Intel announced today that its experimental CET security feature will be available for the first time on Tiger Lake's upcoming portable CPUs.
Intel has been working at CET, which has been using Control-flow Enforcement Technology since 2016, when it first published the first version of CET.
As its name implies, CET deals with "control flow", a technical term used to describe the order in which operations are performed within the CPU.
Malware running on a device can use vulnerabilities in other applications to violate their control flow and enter its malicious code to run within another application.
In the future Tiger Lake CPU for mobile devices Intel's CET will protect the flow of control through two new security mechanisms, called shadow stack and indirect branch monitoring.
Shadow stack refers to the creation of a copy of the projected control flow of an application, its storage shadow stack in a secure area of the CPU and its use to ensure that unauthorized changes are not made to the intended execution order of an application.
Intel says the CET shadow stack will protect users from a technique called Return Oriented Programming (ROP), where malware abuses the RET (return) command to attach its malicious code to the application's legal control stream.
On the other hand, the technique "indirect branch trackingRefers to limiting and adding additional protections to an application's ability to use CPU "jump tables", which are tables containing memory locations (re) used throughout an application's control flow.

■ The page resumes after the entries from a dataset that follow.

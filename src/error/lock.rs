/// Errors returned by an [`AdvisoryLockStore`](crate::lock::AdvisoryLockStore).
#[derive(Debug, thiserror::Error)]
pub enum LockStoreError {
    /// The database rejected or failed the lock statement.
    #[error(transparent)]
    Database(#[from] sqlx::Error),
    /// The lock backend could not be reached.
    #[error("advisory lock backend unavailable: {0}")]
    Unavailable(String),
}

Intel says indirect branch tracking protects against two techniques called Jump Oriented Programming (JOP) and Call Oriented Programming (COP), where malware abuses JMP or CALL instructions to invade the application's legitimate jump tables. .
Because Intel released the CET specification in 2016, software developers had time to customize their code for the first line of Intel processors to support it.
CET support has already been converted to Glibc, and Microsoft has also added CET support to Windows Insiders, with the feature called Stack Protection.
All you need now is for Intel to release processors that support CET instructions, and therefore applications that are functional. systems they can activate the support and select the protection provided by CET.
CET released today for Intel's portable CPU series that use Tiger Lake microarchitecture, but the technology will also be available in desktop platforms and server, said Tom Garrison, vice president of Client Computing Group and director general of security and initiative strategies (SSI) at Intel Corporation.